2. Implementation Requires Infrastructure, Not Just Ideas

Another major theme was the lack of implementation infrastructure. Even when evidence exists, many systems lack:

  • Dedicated roles for implementation
  • Training programs
  • Funding streams
  • Data systems to support monitoring

Without this infrastructure, even the best interventions fail to scale. For public health organizations, this suggests a shift in investment priorities:

  • From programs → to systems that support programs
  • From short-term projects → to long-term capacity building

3. Economic Evaluation Is Missing and Critically Needed

One of the most striking gaps identified at the conference is the lack of economic evaluation in implementation science. Despite the high costs of implementation strategies, economic considerations are rarely integrated into decision-making. This creates real-world problems:

  • Policymakers cannot compare strategies effectively
  • Practitioners lack information on cost-efficiency
  • Scaling decisions are made without financial clarity

Future practice will need to embed:

  • Cost-effectiveness analysis
  • Resource allocation modeling
  • Stakeholder-informed economic frameworks

4. Bridging the Gap Between Frontline Reality and Scientific Models

Perhaps the most important practical insight is that implementation fails when it does not reflect frontline realities. This includes:

  • Workflow constraints
  • Staffing limitations
  • Organizational culture
  • Competing priorities

The conference emphasized the need for tools and guidance that are:

  • Simple
  • Adaptable
  • Context-sensitive

Not every setting needs a complex framework. Sometimes, what practitioners need most is clear, actionable guidance that fits their environment.

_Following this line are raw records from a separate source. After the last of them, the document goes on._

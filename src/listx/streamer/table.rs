use std::io::BufRead;

use quick_xml::events::{BytesStart, Event};

use super::helpers::{get_attribute, require_attribute};
use super::{ListxError, ListxStreamer};
use crate::listx::models::{Description, Table, Tag};

impl<R: BufRead> ListxStreamer<R> {
    /// Parse a single table element, including all of its tags
    ///
    /// `empty` is set for a self-closing `<table/>`, which has no children.
    pub(super) fn parse_table(
        &mut self,
        start_event: &BytesStart,
        empty: bool,
    ) -> Result<Table, ListxError> {
        let decoder = self.reader.decoder();
        let name = require_attribute(start_event, "table", "name", decoder)?;
        if name.is_empty() {
            return Err(ListxError::InvalidStructure(
                "<table> with an empty name".to_string(),
            ));
        }

        let mut table = Table {
            name,
            g0: get_attribute(start_event, "g0", decoder)?,
            g1: get_attribute(start_event, "g1", decoder)?,
            g2: get_attribute(start_event, "g2", decoder)?,
            ..Default::default()
        };

        if empty {
            return Ok(table);
        }

        let mut buf = Vec::new();
        loop {
            match self.reader.read_event_into(&mut buf) {
                Ok(Event::Start(ref e)) => match e.local_name().as_ref() {
                    b"tag" => {
                        let tag = self.parse_tag(e, false)?;
                        table.tags.push(tag);
                    }
                    b"desc" => {
                        table.description = Some(self.parse_desc(e, false)?);
                    }
                    _ => self.skip_element(e)?,
                },
                Ok(Event::Empty(ref e)) => match e.local_name().as_ref() {
                    b"tag" => {
                        let tag = self.parse_tag(e, true)?;
                        table.tags.push(tag);
                    }
                    b"desc" => {
                        table.description = Some(self.parse_desc(e, true)?);
                    }
                    _ => {}
                },
                // Only </table> can get here, quick-xml checks end names
                Ok(Event::End(_)) => break,
                Ok(Event::Eof) => {
                    return Err(ListxError::InvalidStructure(format!(
                        "unexpected end of document inside <table name=\"{}\">",
                        table.name
                    )));
                }
                Err(e) => return Err(ListxError::from_xml(e)),
                _ => {}
            }
            buf.clear();
        }

        log::debug!("Decoded table {} ({} tags)", table.name, table.tags.len());
        Ok(table)
    }

    /// Parse a tag element and its descriptions
    fn parse_tag(&mut self, start_event: &BytesStart, empty: bool) -> Result<Tag, ListxError> {
        let decoder = self.reader.decoder();
        let mut tag = Tag {
            id: get_attribute(start_event, "id", decoder)?,
            name: require_attribute(start_event, "tag", "name", decoder)?,
            tag_type: require_attribute(start_event, "tag", "type", decoder)?,
            writable: get_attribute(start_event, "writable", decoder)?.unwrap_or_default(),
            g2: get_attribute(start_event, "g2", decoder)?,
            descriptions: Vec::new(),
        };

        if empty {
            return Ok(tag);
        }

        let mut buf = Vec::new();
        loop {
            match self.reader.read_event_into(&mut buf) {
                Ok(Event::Start(ref e)) => {
                    if e.local_name().as_ref() == b"desc" {
                        let desc = self.parse_desc(e, false)?;
                        tag.descriptions.push(desc);
                    } else {
                        self.skip_element(e)?;
                    }
                }
                Ok(Event::Empty(ref e)) => {
                    if e.local_name().as_ref() == b"desc" {
                        let desc = self.parse_desc(e, true)?;
                        tag.descriptions.push(desc);
                    }
                }
                Ok(Event::End(_)) => break,
                Ok(Event::Eof) => {
                    return Err(ListxError::InvalidStructure(format!(
                        "unexpected end of document inside <tag name=\"{}\">",
                        tag.name
                    )));
                }
                Err(e) => return Err(ListxError::from_xml(e)),
                _ => {}
            }
            buf.clear();
        }

        Ok(tag)
    }

    /// Parse a desc element, concatenating all of its character data
    fn parse_desc(
        &mut self,
        start_event: &BytesStart,
        empty: bool,
    ) -> Result<Description, ListxError> {
        let lang = get_attribute(start_event, "lang", self.reader.decoder())?.unwrap_or_default();
        let mut text = String::new();

        if empty {
            return Ok(Description { lang, text });
        }

        let mut buf = Vec::new();
        loop {
            match self.reader.read_event_into(&mut buf) {
                Ok(Event::Text(ref t)) => {
                    text.push_str(&t.unescape().map_err(ListxError::from_xml)?);
                }
                Ok(Event::CData(ref c)) => {
                    text.push_str(&c.decode()?);
                }
                Ok(Event::Start(ref e)) => self.skip_element(e)?,
                Ok(Event::End(_)) => break,
                Ok(Event::Eof) => {
                    return Err(ListxError::InvalidStructure(
                        "unexpected end of document inside <desc>".to_string(),
                    ));
                }
                Err(e) => return Err(ListxError::from_xml(e)),
                _ => {}
            }
            buf.clear();
        }

        Ok(Description { lang, text })
    }

    /// Skip an element we do not consume, including its whole sub-tree
    fn skip_element(&mut self, start_event: &BytesStart) -> Result<(), ListxError> {
        let end = start_event.to_end().into_owned();
        let mut buf = Vec::new();
        self.reader
            .read_to_end_into(end.name(), &mut buf)
            .map_err(ListxError::from_xml)?;
        Ok(())
    }
}
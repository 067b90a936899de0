#![no_main]

use libfuzzer_sys::fuzz_target;

fuzz_target!(|data: &[u8]| {
    // Conversion must either succeed or fail cleanly, never panic
    let mut out = Vec::new();
    match exiftags::listx::TagConverter::new().convert(data, &mut out) {
        Ok(_) => {
            // A successful run always produces a parseable document
            let value: serde_json::Value =
                serde_json::from_slice(&out).expect("converter produced invalid JSON");
            assert!(value["tags"].is_array());
        }
        Err(_) => {
            // Nothing past the failure point, so the closing literal is missing
            assert!(!out.ends_with(b"]}"));
        }
    }
});
//! Streaming -listx reader using quick-xml
//!
//! This module provides a pull-based reader that yields one fully decoded
//! [`Table`] at a time, so documents of any size are processed with memory
//! bounded by the largest single table.

use std::fs::File;
use std::io::{BufRead, BufReader};
use std::path::Path;

use quick_xml::events::Event;
use quick_xml::Reader;

use super::models::Table;

pub use error::ListxError;
pub use iterators::TableIterator;

mod error;
mod helpers;
mod iterators;
mod table;

#[cfg(test)]
mod tests;

/// Default input buffer size for -listx parsing (64KB)
pub const DEFAULT_INPUT_BUFFER_SIZE: usize = 64 * 1024;

/// Streaming reader for `exiftool -listx` output
pub struct ListxStreamer<R: BufRead> {
    reader: Reader<R>,
    /// Open elements outside of any table (e.g. the `<taginfo>` root)
    depth: usize,
    tables_read: usize,
    finished: bool,
}

impl ListxStreamer<BufReader<File>> {
    /// Open a -listx dump for streaming with the default buffer size (64KB)
    pub fn open<P: AsRef<Path>>(path: P) -> Result<Self, ListxError> {
        let file = File::open(path.as_ref())?;
        Ok(Self::new(BufReader::with_capacity(
            DEFAULT_INPUT_BUFFER_SIZE,
            file,
        )))
    }
}

impl<R: BufRead> ListxStreamer<R> {
    /// Create a new streamer from a BufRead source
    pub fn new(reader: R) -> Self {
        let mut xml_reader = Reader::from_reader(reader);
        // <desc> bodies keep their whitespace verbatim
        xml_reader.config_mut().trim_text(false);

        Self {
            reader: xml_reader,
            depth: 0,
            tables_read: 0,
            finished: false,
        }
    }

    /// Number of tables returned so far
    pub fn tables_read(&self) -> usize {
        self.tables_read
    }

    /// Read the next `<table>` from the stream
    ///
    /// Returns `Ok(None)` once the document ended cleanly. Reaching the end of
    /// input with elements still open is an error.
    pub fn next_table(&mut self) -> Result<Option<Table>, ListxError> {
        if self.finished {
            return Ok(None);
        }

        let mut buf = Vec::new();
        loop {
            match self.reader.read_event_into(&mut buf) {
                Ok(Event::Start(e)) => {
                    if e.local_name().as_ref() == b"table" {
                        let table = self.parse_table(&e, false)?;
                        self.tables_read += 1;
                        return Ok(Some(table));
                    }
                    self.depth += 1;
                }
                Ok(Event::Empty(e)) => {
                    if e.local_name().as_ref() == b"table" {
                        let table = self.parse_table(&e, true)?;
                        self.tables_read += 1;
                        return Ok(Some(table));
                    }
                }
                Ok(Event::End(_)) => {
                    // Unmatched end tags are rejected by quick-xml itself
                    self.depth = self.depth.saturating_sub(1);
                }
                Ok(Event::Eof) => {
                    self.finished = true;
                    if self.depth > 0 {
                        return Err(ListxError::InvalidStructure(format!(
                            "unexpected end of document with {} unclosed element(s)",
                            self.depth
                        )));
                    }
                    return Ok(None);
                }
                Err(e) => return Err(ListxError::from_xml(e)),
                _ => {}
            }
            buf.clear();
        }
    }

    /// Iterate over all remaining tables
    pub fn tables(self) -> TableIterator<R> {
        TableIterator { streamer: self }
    }
}
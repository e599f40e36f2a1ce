use once_cell::sync::Lazy;
use prometheus::{Encoder, IntCounter, IntCounterVec, Opts, Registry, TextEncoder};

/// Prosesslokalt register for pipeline-tellerne.
/// Hver kamp telles én gang, på samme sted som den havner i `SeasonReport`.
pub struct Telemetry {
    registry: Registry,
    matches_rated: IntCounter,
    matches_skipped: IntCounter,
    matches_failed: IntCounterVec,
}

static TELEMETRY: Lazy<Telemetry> = Lazy::new(|| {
    let registry = Registry::new();

    let matches_rated = IntCounter::new("effort_matches_rated_total", "Matches given an effort rating")
        .expect("valid counter opts");
    let matches_skipped = IntCounter::new(
        "effort_matches_skipped_total",
        "Matches skipped because their data directory is missing",
    )
    .expect("valid counter opts");
    let matches_failed = IntCounterVec::new(
        Opts::new("effort_matches_failed_total", "Matches that produced no output"),
        &["stage"],
    )
    .expect("valid counter opts");

    registry
        .register(Box::new(matches_rated.clone()))
        .expect("register matches_rated");
    registry
        .register(Box::new(matches_skipped.clone()))
        .expect("register matches_skipped");
    registry
        .register(Box::new(matches_failed.clone()))
        .expect("register matches_failed");

    Telemetry {
        registry,
        matches_rated,
        matches_skipped,
        matches_failed,
    }
});

/// Hvor en kamp falt ut.
#[derive(Debug, Clone, Copy, PartialEq, Eq)]
pub enum FailureStage {
    /// Korrupt metrikkfil, eller grensene ble aldri definert.
    Extract,
    /// Ratingen ble beregnet, men output-fila kunne ikke skrives.
    Write,
    /// Substitusjonsanalysen feilet for kampen.
    Substitution,
}

impl FailureStage {
    fn label(self) -> &'static str {
        match self {
            FailureStage::Extract => "extract",
            FailureStage::Write => "write",
            FailureStage::Substitution => "substitution",
        }
    }
}

pub fn record_rated() {
    TELEMETRY.matches_rated.inc();
}

pub fn record_skipped() {
    TELEMETRY.matches_skipped.inc();
}

pub fn record_failed(stage: FailureStage) {
    TELEMETRY
        .matches_failed
        .with_label_values(&[stage.label()])
        .inc();
}

pub fn rated_total() -> u64 {
    TELEMETRY.matches_rated.get()
}

pub fn skipped_total() -> u64 {
    TELEMETRY.matches_skipped.get()
}

pub fn failed_total(stage: FailureStage) -> u64 {
    TELEMETRY
        .matches_failed
        .with_label_values(&[stage.label()])
        .get()
}

/// Tekstformat (Prometheus exposition) for alle tellerne.
pub fn gather_text() -> String {
    let mut buf = Vec::new();
    let encoder = TextEncoder::new();
    if let Err(e) = encoder.encode(&TELEMETRY.registry.gather(), &mut buf) {
        log::warn!("klarte ikke å serialisere tellere: {e}");
        return String::new();
    }
    String::from_utf8(buf).unwrap_or_default()
}
use anyhow::Context;
use clap::Parser;

use effortrating_core::cli::{print_season_report, resolve_plan, run, Args};
use effortrating_core::{telemetry, PipelineConfig};

fn main() -> anyhow::Result<()> {
    env_logger::Builder::from_env(env_logger::Env::default().default_filter_or("info")).init();

    let args = Args::parse();
    let config = PipelineConfig::load(&args.config)
        .with_context(|| format!("loading config {}", args.config.display()))?;
    let plan = resolve_plan(&args, config).context("resolving match dates")?;

    let outcome = run(&plan);
    print_season_report(&outcome, &plan.schedule);

    if args.metrics {
        print!("{}", telemetry::gather_text());
    }
    if !outcome.write_failures.is_empty() {
        anyhow::bail!(
            "{} of {} effort ratings could not be written",
            outcome.write_failures.len(),
            outcome.report.ratings.len()
        );
    }
    Ok(())
}
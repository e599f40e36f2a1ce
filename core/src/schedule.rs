use std::collections::HashSet;
use std::io::Read;
use std::path::Path;

use chrono::{NaiveDate, NaiveDateTime, NaiveTime};
use serde::{Deserialize, Serialize};

use crate::error::{EffortError, Result};

/// Én rad i sesongplanen. `date` styrer iterasjonsrekkefølgen, start/slutt
/// gir kampvinduet til substitusjonsanalysen; resten er for presentasjon.
#[derive(Debug, Clone, PartialEq, Serialize, Deserialize)]
pub struct ScheduledMatch {
    pub date: NaiveDate,
    pub opponent: Option<String>,
    pub home_or_away: Option<String>,
    pub user_goals_scored: Option<u32>,
    pub match_type: Option<String>,
    pub scoreline: Option<String>,
    pub result: Option<String>,
    pub start_time: Option<NaiveTime>,
    pub end_time: Option<NaiveTime>,
}

impl ScheduledMatch {
    /// Kampstart som tidspunkt (uten tidssone), hvis planen har `start_time`.
    pub fn kickoff(&self) -> Option<NaiveDateTime> {
        self.start_time.map(|t| self.date.and_time(t))
    }

    pub fn final_whistle(&self) -> Option<NaiveDateTime> {
        self.end_time.map(|t| self.date.and_time(t))
    }

    pub fn is_home(&self) -> bool {
        self.home_or_away
            .as_deref()
            .map(|h| h.eq_ignore_ascii_case("home"))
            .unwrap_or(false)
    }
}

#[derive(Debug, Deserialize)]
struct RawScheduleRow {
    date: String,
    #[serde(default)]
    opponent: Option<String>,
    #[serde(default)]
    home_or_away: Option<String>,
    #[serde(default)]
    user_goals_scored: Option<u32>,
    #[serde(default)]
    match_type: Option<String>,
    #[serde(default)]
    scoreline: Option<String>,
    #[serde(default)]
    result: Option<String>,
    #[serde(default)]
    start_time: Option<String>,
    #[serde(default)]
    end_time: Option<String>,
}

/// Dag-først (planen skrives for hånd), så ISO.
const DATE_FORMATS: [&str; 4] = ["%d/%m/%Y", "%d-%m-%Y", "%d.%m.%Y", "%Y-%m-%d"];

pub fn parse_match_date(raw: &str) -> Option<NaiveDate> {
    let raw = raw.trim();
    DATE_FORMATS
        .iter()
        .find_map(|fmt| NaiveDate::parse_from_str(raw, fmt).ok())
}

/// `HH:MM:SS` (eller `HH:MM`). Ugyldig → `None`, kampen mister bare vinduet.
pub fn parse_match_time(raw: &str) -> Option<NaiveTime> {
    let raw = raw.trim();
    NaiveTime::parse_from_str(raw, "%H:%M:%S")
        .or_else(|_| NaiveTime::parse_from_str(raw, "%H:%M"))
        .ok()
}

fn coerce_time(date: NaiveDate, column: &str, raw: Option<String>) -> Option<NaiveTime> {
    let raw = raw.filter(|s| !s.is_empty())?;
    let parsed = parse_match_time(&raw);
    if parsed.is_none() {
        log::warn!("⚠️ {date}: ugyldig {column} '{raw}' i sesongplanen, ignoreres");
    }
    parsed
}

pub fn load_schedule(path: &Path) -> Result<Vec<ScheduledMatch>> {
    let file = std::fs::File::open(path).map_err(|source| EffortError::Io {
        path: path.to_path_buf(),
        source,
    })?;
    let matches = parse_schedule(file, path)?;
    log::info!("📂 Sesongplan lastet fra {} ({} kamper)", path.display(), matches.len());
    Ok(matches)
}

/// Filrekkefølge beholdes; duplikatdatoer beholder første forekomst.
pub fn parse_schedule<R: Read>(rdr: R, path: &Path) -> Result<Vec<ScheduledMatch>> {
    let mut reader = csv::ReaderBuilder::new()
        .trim(csv::Trim::All)
        .from_reader(rdr);

    let mut seen = HashSet::new();
    let mut out = Vec::new();
    for row in reader.deserialize::<RawScheduleRow>() {
        let row = row.map_err(|e| EffortError::Schedule {
            path: path.to_path_buf(),
            reason: e.to_string(),
        })?;
        let date = parse_match_date(&row.date).ok_or_else(|| EffortError::Schedule {
            path: path.to_path_buf(),
            reason: format!("unrecognised date '{}'", row.date),
        })?;
        if !seen.insert(date) {
            log::warn!("⚠️ Duplikat kampdato {date} i sesongplanen, beholder første");
            continue;
        }
        out.push(ScheduledMatch {
            date,
            opponent: row.opponent.filter(|s| !s.is_empty()),
            home_or_away: row.home_or_away.filter(|s| !s.is_empty()),
            user_goals_scored: row.user_goals_scored,
            match_type: row.match_type.filter(|s| !s.is_empty()),
            scoreline: row.scoreline.filter(|s| !s.is_empty()),
            result: row.result.filter(|s| !s.is_empty()),
            start_time: coerce_time(date, "start_time", row.start_time),
            end_time: coerce_time(date, "end_time", row.end_time),
        });
    }
    Ok(out)
}

pub fn match_dates(schedule: &[ScheduledMatch]) -> Vec<NaiveDate> {
    schedule.iter().map(|m| m.date).collect()
}
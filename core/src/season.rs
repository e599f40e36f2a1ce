use chrono::NaiveDate;
use serde::Serialize;

use crate::error::{EffortError, Result};
use crate::extract::extract_match;
use crate::source::MatchDataSource;
use crate::telemetry::{self, FailureStage};
use crate::types::{MatchEffortComponents, MatchRating, Metric, MetricBounds};

/// Skalering til "ut av 10".
pub const RATING_SCALE: f64 = 10.0;
/// Fast boost, uten klamping (rating kan havne litt utenfor 0–10).
pub const RATING_BOOST: f64 = 0.30;

// ──────────────────────────────────────────────────────────────────────────────
// Fase 1: globale grenser som eksplisitt fold
// ──────────────────────────────────────────────────────────────────────────────

/// Sesongens min/max per metrikk. Immutabel verdi – `observe` gir en ny.
#[derive(Debug, Clone, Copy, PartialEq)]
pub struct GlobalBounds {
    bounds: [MetricBounds; 6],
    matches: usize,
}

impl GlobalBounds {
    /// {+inf, -inf} for alle metrikker – udefinert til første `observe`.
    pub fn empty() -> Self {
        Self {
            bounds: [MetricBounds::EMPTY; 6],
            matches: 0,
        }
    }

    pub fn observe(self, components: &MatchEffortComponents) -> Self {
        let mut bounds = self.bounds;
        for metric in Metric::ALL {
            bounds[metric as usize] = bounds[metric as usize].widen(components.get(metric));
        }
        Self {
            bounds,
            matches: self.matches + 1,
        }
    }

    pub fn from_components<'a, I>(components: I) -> Self
    where
        I: IntoIterator<Item = &'a MatchEffortComponents>,
    {
        components
            .into_iter()
            .fold(Self::empty(), |acc, c| acc.observe(c))
    }

    pub fn get(&self, metric: Metric) -> MetricBounds {
        self.bounds[metric as usize]
    }

    pub fn matches_observed(&self) -> usize {
        self.matches
    }

    /// Falsk når ingen kamp bidro; da skal grensene ikke brukes.
    pub fn is_defined(&self) -> bool {
        self.matches > 0
    }
}

impl Default for GlobalBounds {
    fn default() -> Self {
        Self::empty()
    }
}

/// Utfall av fase 1 for én kamp.
enum BoundsOutcome {
    Observed,
    Missing,
    Failed(String),
}

fn fold_bounds<S: MatchDataSource + ?Sized>(
    source: &S,
    dates: &[NaiveDate],
) -> (GlobalBounds, Vec<(NaiveDate, BoundsOutcome)>) {
    let mut outcomes = Vec::with_capacity(dates.len());
    let bounds = dates.iter().fold(GlobalBounds::empty(), |acc, &date| {
        match extract_match(source, date) {
            Ok(components) => {
                outcomes.push((date, BoundsOutcome::Observed));
                acc.observe(&components)
            }
            Err(EffortError::MissingMatchData { .. }) => {
                outcomes.push((date, BoundsOutcome::Missing));
                acc
            }
            Err(e) => {
                log::debug!("{date}: utelatt fra globale grenser: {e}");
                outcomes.push((date, BoundsOutcome::Failed(e.to_string())));
                acc
            }
        }
    });
    log::info!(
        "📊 Globale grenser fra {} av {} kamper",
        bounds.matches_observed(),
        dates.len()
    );
    (bounds, outcomes)
}

/// Fase 1 over sesonglista. Manglende mapper hoppes over stille, korrupte
/// kamper holdes utenfor grensene.
pub fn compute_global_bounds<S: MatchDataSource + ?Sized>(
    source: &S,
    dates: &[NaiveDate],
) -> GlobalBounds {
    fold_bounds(source, dates).0
}

// ──────────────────────────────────────────────────────────────────────────────
// Fase 2: normalisering og vekting
// ──────────────────────────────────────────────────────────────────────────────

/// Min-max mot sesonggrensene. Null varians (eller udefinert) → 0.
pub fn normalize(value: f64, bounds: MetricBounds) -> f64 {
    if bounds.max > bounds.min {
        (value - bounds.min) / (bounds.max - bounds.min)
    } else {
        0.0
    }
}

pub fn normalize_components(
    components: &MatchEffortComponents,
    bounds: &GlobalBounds,
) -> MatchEffortComponents {
    let mut out = MatchEffortComponents::default();
    for metric in Metric::ALL {
        out.set(metric, normalize(components.get(metric), bounds.get(metric)));
    }
    out
}

/// Vektet sum av normaliserte komponenter (0–1 når alle ligger innenfor grensene).
pub fn combine(normalized: &MatchEffortComponents) -> f64 {
    Metric::ALL
        .iter()
        .map(|m| normalized.get(*m) * m.weight())
        .sum()
}

/// Runder den eksakte binærverdien til 2 desimaler; ekte halvering går til
/// partall (som Pythons `round(x, 2)`). Ikke via `x * 100`: 0.42499.. må bli 0.42.
pub fn round2(x: f64) -> f64 {
    if !x.is_finite() {
        return x;
    }
    format!("{x:.2}").parse().unwrap_or(x)
}

/// Rating = round(combine × 10 + 0.30, 2).
pub fn effort_rating(components: &MatchEffortComponents, bounds: &GlobalBounds) -> f64 {
    rating_from_normalized(&normalize_components(components, bounds))
}

fn rating_from_normalized(normalized: &MatchEffortComponents) -> f64 {
    round2(combine(normalized) * RATING_SCALE + RATING_BOOST)
}

/// Ren scoring av ferdig ekstraherte komponenter.
pub fn score_components(
    match_date: NaiveDate,
    components: MatchEffortComponents,
    bounds: &GlobalBounds,
) -> MatchRating {
    let normalized = normalize_components(&components, bounds);
    let effort_rating = rating_from_normalized(&normalized);
    MatchRating {
        match_date,
        components,
        normalized,
        effort_rating,
    }
}

/// Fase 2 for én kamp. Ekstraherer på nytt (ingen cache mellom fasene).
pub fn rate_match<S: MatchDataSource + ?Sized>(
    source: &S,
    date: NaiveDate,
    bounds: &GlobalBounds,
) -> Result<MatchRating> {
    let components = extract_match(source, date)?;
    Ok(score_components(date, components, bounds))
}

// ──────────────────────────────────────────────────────────────────────────────
// Sesong-driver
// ──────────────────────────────────────────────────────────────────────────────

#[derive(Debug, Clone, Serialize)]
pub struct MatchFailure {
    pub match_date: NaiveDate,
    pub reason: String,
}

#[derive(Debug, Clone)]
pub struct SeasonReport {
    pub bounds: GlobalBounds,
    pub ratings: Vec<MatchRating>,
    pub skipped: Vec<NaiveDate>,
    pub failed: Vec<MatchFailure>,
}

impl SeasonReport {
    fn new(bounds: GlobalBounds) -> Self {
        Self {
            bounds,
            ratings: Vec::new(),
            skipped: Vec::new(),
            failed: Vec::new(),
        }
    }

    // Tellerne oppdateres bare her, så de alltid stemmer med listene.

    fn rate(&mut self, rating: MatchRating) {
        log::info!("✅ {}: effort rating {:.2}", rating.match_date, rating.effort_rating);
        telemetry::record_rated();
        self.ratings.push(rating);
    }

    fn skip(&mut self, date: NaiveDate) {
        log::info!("Ingen datamappe for kamp {date}, hopper over");
        telemetry::record_skipped();
        self.skipped.push(date);
    }

    fn fail(&mut self, date: NaiveDate, reason: String) {
        log::warn!("⚠️ {date}: avbrutt: {reason}");
        telemetry::record_failed(FailureStage::Extract);
        self.failed.push(MatchFailure {
            match_date: date,
            reason,
        });
    }
}

/// Begge fasene i rekkefølge. Feil er lokale for én kamp; sesongen fortsetter.
pub fn score_season<S: MatchDataSource + ?Sized>(source: &S, dates: &[NaiveDate]) -> SeasonReport {
    let (bounds, phase1) = fold_bounds(source, dates);
    let mut report = SeasonReport::new(bounds);

    if !bounds.is_defined() {
        // Ingen kamp bidro: utfallet fra fase 1 er fasit, ingen ny ekstrahering.
        log::info!("Ingen kamper bidro til grensene – ingen rating beregnes");
        for (date, outcome) in phase1 {
            match outcome {
                BoundsOutcome::Missing => report.skip(date),
                BoundsOutcome::Failed(reason) => report.fail(date, reason),
                BoundsOutcome::Observed => report.fail(date, "global bounds undefined".into()),
            }
        }
        return report;
    }

    for &date in dates {
        match rate_match(source, date, &bounds) {
            Ok(rating) => report.rate(rating),
            Err(EffortError::MissingMatchData { .. }) => report.skip(date),
            Err(e) => report.fail(date, e.to_string()),
        }
    }
    report
}
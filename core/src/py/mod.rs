// Python-binding (maturin --features python). Dashboardet leser bare output-filene;
// denne brukes fra notebooks/skript som vil kjøre pipelinen direkte.

use std::path::Path;

use chrono::NaiveDate;
use pyo3::exceptions::PyValueError;
use pyo3::prelude::*;
use pyo3::wrap_pyfunction;
use serde_json::json;

use crate::season::score_season;
use crate::source::DirectorySource;
use crate::storage::read_effort_record;

fn parse_dates(match_dates: &[String]) -> PyResult<Vec<NaiveDate>> {
    match_dates
        .iter()
        .map(|d| {
            NaiveDate::parse_from_str(d.trim(), "%Y-%m-%d")
                .map_err(|e| PyValueError::new_err(format!("ugyldig kampdato '{d}': {e}")))
        })
        .collect()
}

/// Kjør begge fasene og returner JSON: {"ratings": [...], "skipped": [...], "failed": [...]}.
#[pyfunction]
fn season_effort_ratings_json(data_folder: &str, match_dates: Vec<String>) -> PyResult<String> {
    let dates = parse_dates(&match_dates)?;
    let report = score_season(&DirectorySource::new(data_folder), &dates);
    let out = json!({
        "ratings": report.ratings,
        "skipped": report.skipped,
        "failed": report.failed,
    });
    serde_json::to_string(&out).map_err(|e| PyValueError::new_err(e.to_string()))
}

/// Les en lagret output-rad som JSON.
#[pyfunction]
fn read_effort_record_json(path: &str) -> PyResult<String> {
    let record = read_effort_record(Path::new(path))
        .map_err(|e| PyValueError::new_err(e.to_string()))?;
    serde_json::to_string(&record).map_err(|e| PyValueError::new_err(e.to_string()))
}

#[pymodule]
fn effortrating_core(_py: Python, m: &PyModule) -> PyResult<()> {
    m.add_function(wrap_pyfunction!(season_effort_ratings_json, m)?)?;
    m.add_function(wrap_pyfunction!(read_effort_record_json, m)?)?;
    Ok(())
}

The Bottom Line: A Field in Transition

Implementation science is moving:

  • From linear → to systems thinking
  • From researcher-driven → to stakeholder-driven
  • From static evidence → to dynamic learning systems
  • From isolated interventions → to integrated policy and practice ecosystems

For public health professionals, this is both a challenge and an opportunity. The challenge is to embrace complexity without becoming paralyzed by it. The opportunity is to finally close the gap between what we know and what we do.

What Comes Next for Public Health Leaders?

Impact will not come from better evidence alone. It will come from better implementation. That means:

  • Designing research that works in the real world
  • Building policies that anticipate complexity
  • Creating systems that support sustained change

Public health has long been defined by its ability to respond to crises. The next era may be defined by its ability to implement solutions at scale, in context, and over time.